Belum lagi kesulitan ekonomi orangtua siswa. Padahal, proses PJJ
mengharuskan siswa untuk memiliki handphone dan kuota internet yang
mencukupi. Namun, harga kuota internet cenderung mahal dan tidak terjangkau
bagi beberapa kalangan yang merasakan kesulitan ekonomi. Kita bisa melihat
beberapa kasus yang sempat ramai diperbincangkan di media sosial, seperti kisah
anak yang mencuri handphone demi mengikuti proses PJJ dan kisah siswa
yang harus mengamen di jalanan agar mendapat uang untuk membeli kuota internet.
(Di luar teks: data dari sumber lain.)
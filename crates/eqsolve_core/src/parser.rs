use crate::ast::{BinaryOp, Expr, UnaryOp};
use crate::error::{Result, SolveError};

/// Lexical unit of an expression string.
#[derive(Debug, Clone, PartialEq)]
pub enum Token {
    Number(f64),
    Identifier(String),
    Operator(BinaryOp),
    Equals,
    LParen,
    RParen,
}

// --- Tokenizer ---

/// Splits an expression into tokens, skipping whitespace.
pub fn tokenize(input: &str) -> Result<Vec<Token>> {
    let mut tokens = Vec::new();
    let mut chars = input.char_indices().peekable();

    while let Some(&(position, c)) = chars.peek() {
        if c.is_whitespace() {
            chars.next();
        } else if c.is_ascii_digit() {
            let mut end = position;
            while let Some(&(i, d)) = chars.peek() {
                if d.is_ascii_digit() {
                    end = i + d.len_utf8();
                    chars.next();
                } else {
                    break;
                }
            }
            // A fractional part needs at least one digit after the point.
            let mut lookahead = chars.clone();
            if let (Some((_, '.')), Some((_, d))) = (lookahead.next(), lookahead.next()) {
                if d.is_ascii_digit() {
                    chars.next();
                    while let Some(&(i, d)) = chars.peek() {
                        if d.is_ascii_digit() {
                            end = i + d.len_utf8();
                            chars.next();
                        } else {
                            break;
                        }
                    }
                }
            }
            let literal = &input[position..end];
            let value = literal
                .parse::<f64>()
                .map_err(|_| SolveError::Lexical { position, found: c })?;
            tokens.push(Token::Number(value));
        } else if c.is_ascii_alphabetic() {
            let mut ident = String::new();
            while let Some(&(_, d)) = chars.peek() {
                if d.is_ascii_alphanumeric() || d == '_' {
                    ident.push(d);
                    chars.next();
                } else {
                    break;
                }
            }
            tokens.push(Token::Identifier(ident));
        } else {
            let token = match c {
                '(' => Token::LParen,
                ')' => Token::RParen,
                '=' => Token::Equals,
                _ => match BinaryOp::from_char(c) {
                    Some(op) => Token::Operator(op),
                    None => return Err(SolveError::Lexical { position, found: c }),
                },
            };
            tokens.push(token);
            chars.next();
        }
    }
    Ok(tokens)
}

// --- Shunting-yard ---

/// Binding strength of unary minus: above `*` and `/`, level with `^`.
const PREFIX_PRECEDENCE: u8 = 3;

#[derive(Debug, Clone, Copy)]
enum Pending {
    Operator(BinaryOp),
    Function(UnaryOp),
    Prefix(UnaryOp),
    LParen,
}

impl Pending {
    fn into_token(self) -> Result<Token> {
        match self {
            Pending::Operator(op) => Ok(Token::Operator(op)),
            Pending::Function(op) | Pending::Prefix(op) => {
                Ok(Token::Identifier(op.name().to_string()))
            }
            Pending::LParen => Err(SolveError::UnbalancedParenthesis),
        }
    }

    /// Whether this pending entry must be emitted before `incoming` is pushed.
    fn yields_to(self, incoming: BinaryOp) -> bool {
        let outranks = |precedence: u8| {
            precedence > incoming.precedence()
                || (precedence == incoming.precedence() && !incoming.is_right_associative())
        };
        match self {
            Pending::LParen => false,
            Pending::Function(_) => true,
            Pending::Prefix(_) => outranks(PREFIX_PRECEDENCE),
            Pending::Operator(op) => outranks(op.precedence()),
        }
    }
}

/// Reorders infix tokens into postfix order.
///
/// Function names wait on the operator stack until their argument is complete,
/// and a `-` in prefix position is emitted as the `neg` function.
pub fn to_postfix(tokens: &[Token]) -> Result<Vec<Token>> {
    let mut output = Vec::with_capacity(tokens.len());
    let mut pending: Vec<Pending> = Vec::new();
    let mut expect_operand = true;

    for token in tokens {
        match token {
            Token::Number(_) => {
                output.push(token.clone());
                expect_operand = false;
            }
            Token::Identifier(name) => match UnaryOp::from_name(name) {
                Some(op) => {
                    pending.push(Pending::Function(op));
                    expect_operand = true;
                }
                None => {
                    output.push(token.clone());
                    expect_operand = false;
                }
            },
            Token::LParen => {
                pending.push(Pending::LParen);
                expect_operand = true;
            }
            Token::RParen => {
                loop {
                    match pending.pop() {
                        Some(Pending::LParen) => break,
                        Some(entry) => output.push(entry.into_token()?),
                        None => return Err(SolveError::UnbalancedParenthesis),
                    }
                }
                if let Some(Pending::Function(op)) = pending.last().copied() {
                    pending.pop();
                    output.push(Token::Identifier(op.name().to_string()));
                }
                expect_operand = false;
            }
            Token::Operator(BinaryOp::Sub) if expect_operand => {
                pending.push(Pending::Prefix(UnaryOp::Neg));
            }
            Token::Operator(op) => {
                while let Some(&top) = pending.last() {
                    if !top.yields_to(*op) {
                        break;
                    }
                    pending.pop();
                    output.push(top.into_token()?);
                }
                pending.push(Pending::Operator(*op));
                expect_operand = true;
            }
            Token::Equals => {
                return Err(SolveError::MalformedExpression(
                    "unexpected '=' inside an expression".to_string(),
                ));
            }
        }
    }

    while let Some(entry) = pending.pop() {
        output.push(entry.into_token()?);
    }
    Ok(output)
}

// --- AST builder ---

fn pop_operand(stack: &mut Vec<Expr>, context: &str) -> Result<Expr> {
    stack
        .pop()
        .ok_or_else(|| SolveError::MalformedExpression(format!("'{context}' is missing an operand")))
}

/// Builds an expression tree from postfix tokens.
pub fn build_ast(postfix: &[Token]) -> Result<Expr> {
    let mut stack: Vec<Expr> = Vec::new();

    for token in postfix {
        match token {
            Token::Number(value) => stack.push(Expr::real(*value)),
            Token::Identifier(name) => match UnaryOp::from_name(name) {
                Some(op) => {
                    let operand = pop_operand(&mut stack, name)?;
                    stack.push(Expr::unary(op, operand));
                }
                None => stack.push(Expr::Variable(name.clone())),
            },
            Token::Operator(op) => {
                let context = op.symbol().to_string();
                let right = pop_operand(&mut stack, &context)?;
                let left = pop_operand(&mut stack, &context)?;
                stack.push(Expr::binary(*op, left, right));
            }
            Token::LParen | Token::RParen | Token::Equals => {
                return Err(SolveError::MalformedExpression(format!(
                    "unexpected {token:?} in postfix input"
                )));
            }
        }
    }

    match stack.len() {
        1 => Ok(stack.remove(0)),
        0 => Err(SolveError::MalformedExpression("empty expression".to_string())),
        n => Err(SolveError::MalformedExpression(format!(
            "{n} operands left without an operator"
        ))),
    }
}

/// Parses a single expression (no `=`).
pub fn parse_expression(input: &str) -> Result<Expr> {
    let tokens = tokenize(input)?;
    build_ast(&to_postfix(&tokens)?)
}

/// Parses `<lhs> = <rhs>` into its two sides.
pub fn parse_equation(input: &str) -> Result<(Expr, Expr)> {
    let tokens = tokenize(input)?;
    let split = tokens
        .iter()
        .position(|t| *t == Token::Equals)
        .ok_or(SolveError::MissingEquation)?;
    let lhs = build_ast(&to_postfix(&tokens[..split])?)?;
    let rhs = build_ast(&to_postfix(&tokens[split + 1..])?)?;
    log::trace!("parsed equation: {lhs} = {rhs}");
    Ok((lhs, rhs))
}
Selain itu, sarana dan infrastruktur internet belum tersebar secara
merata di seluruh Indonesia. Hal ini
tentu menyulitkan masyarakat yang tidak bisa bersekolah dan mengikuti proses
PJJ karena berdomisili di desa-desa atau kampung-kampung yang cukup terpencil
atau berada di kaki gunung. Tentu ini menyulitkan karena kurangnya sarana dan
infrastruktur internet. Untuk mengikuti PJJ, siswa harus berjalan keluar cukup
jauh untuk mendapatkan jaringan internet.
Sejak PJJ berlangsung pada 16 Maret 2020, pemerintah dalam hal ini adalah
Kementerian Pendidikan dan Kebudayaan RI telah mengeluarkan berbagai kebijakan
guna mengatasi kesulitan-kesulitan akibat PJJ. Mulai dari peniadaan UN dan US, penyederhanaan
kurikulum, hingga pemberian kuota internet kepada guru dan siswa. Namun, jika
kebijakan pemerintah tersebut tidak diiringi dengan kesadaran individu, baik
guru ataupun siswa, maka hasilnya akan tidak memiliki dampak yang berarti
terhadap penyelenggaraan proses PJJ.
Kini, harapan siswa seluruh Indonesia hanyalah terselenggaranya proses pembelajaran yang menarik dan menyenangkan. Yaitu proses pembelajaran yang tidak membebani siswa dengan tugas-tugas, dan proses pembelajaran dengan penguasaan materi yang cukup oleh siswa, sehingga membuka peluang siswa untuk berprestasi secara akademik. Selain itu, siswa Indonesia juga sangat berharap terciptanya lingkungan belajar yang ramah dan berintegritas. Sehingga, siswa dapat belajar melalui apa saja di lingkungan sekelilingnya, seperti keluarga, tetangga, teman setongkrongan, hingga media sosial. Dengan demikian, siswa Indonesia menjadi harapan sebagai generasi emas menuju seabad Indonesia merdeka.